- _About this exercise_:
From the records below, copy out each line that has the word "super".

[Records from a dataset]
══════════════════════════════
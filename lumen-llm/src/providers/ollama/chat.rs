//! Ollama chat provider (local models)

use super::types::{ChatMessage, ChatOptions, ChatRequest, ChatResponse};
use super::{post_json, DEFAULT_BASE_URL};
use crate::{CompletionProvider, CompletionRequest};
use async_trait::async_trait;
use lumen_core::LumenResult;
use reqwest::Client;

pub struct OllamaChatProvider {
    client: Client,
    base_url: String,
    model: String,
}

impl OllamaChatProvider {
    /// # Arguments
    /// * `base_url` - Ollama server URL (e.g., "http://localhost:11434")
    /// * `model` - Model name (e.g., "llama3.1", "mistral")
    pub fn new(base_url: impl Into<String>, model: impl Into<String>) -> Self {
        Self {
            client: Client::new(),
            base_url: base_url.into().trim_end_matches('/').to_string(),
            model: model.into(),
        }
    }

    pub fn with_default_url(model: impl Into<String>) -> Self {
        Self::new(DEFAULT_BASE_URL, model)
    }

    fn to_wire(&self, request: &CompletionRequest) -> ChatRequest {
        ChatRequest {
            model: self.model.clone(),
            messages: request
                .messages
                .iter()
                .map(|m| ChatMessage {
                    role: m.role.as_str().to_string(),
                    content: m.content.clone(),
                })
                .collect(),
            stream: false,
            options: ChatOptions {
                temperature: request.temperature,
                num_predict: request.max_tokens,
            },
        }
    }
}

#[async_trait]
impl CompletionProvider for OllamaChatProvider {
    async fn complete(&self, request: &CompletionRequest) -> LumenResult<String> {
        let url = format!("{}/api/chat", self.base_url);
        let response: ChatResponse = post_json(&self.client, &url, &self.to_wire(request)).await?;
        Ok(response.message.content)
    }

    fn provider_id(&self) -> &str {
        "ollama"
    }
}

impl std::fmt::Debug for OllamaChatProvider {
    fn fmt(&self, f: &mut std::fmt::Formatter<'_>) -> std::fmt::Result {
        f.debug_struct("OllamaChatProvider")
            .field("base_url", &self.base_url)
            .field("model", &self.model)
            .finish()
    }
}

#[cfg(test)]
mod tests {
    use super::*;

    #[test]
    fn test_wire_request_disables_streaming() {
        let provider = OllamaChatProvider::with_default_url("llama3.1");
        let wire = provider.to_wire(&CompletionRequest::prompt("hi", 0.1).with_max_tokens(800));
        let json = serde_json::to_value(&wire).unwrap();
        assert_eq!(json["stream"], false);
        assert_eq!(json["options"]["num_predict"], 800);
        assert_eq!(json["messages"][0]["role"], "user");
    }
}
══════════════════════════════
- _Written answer_:
use super::types::{ChatMessage, ChatOptions, ChatRequest, ChatResponse};
use super::{post_json, DEFAULT_BASE_URL};
    use super::*;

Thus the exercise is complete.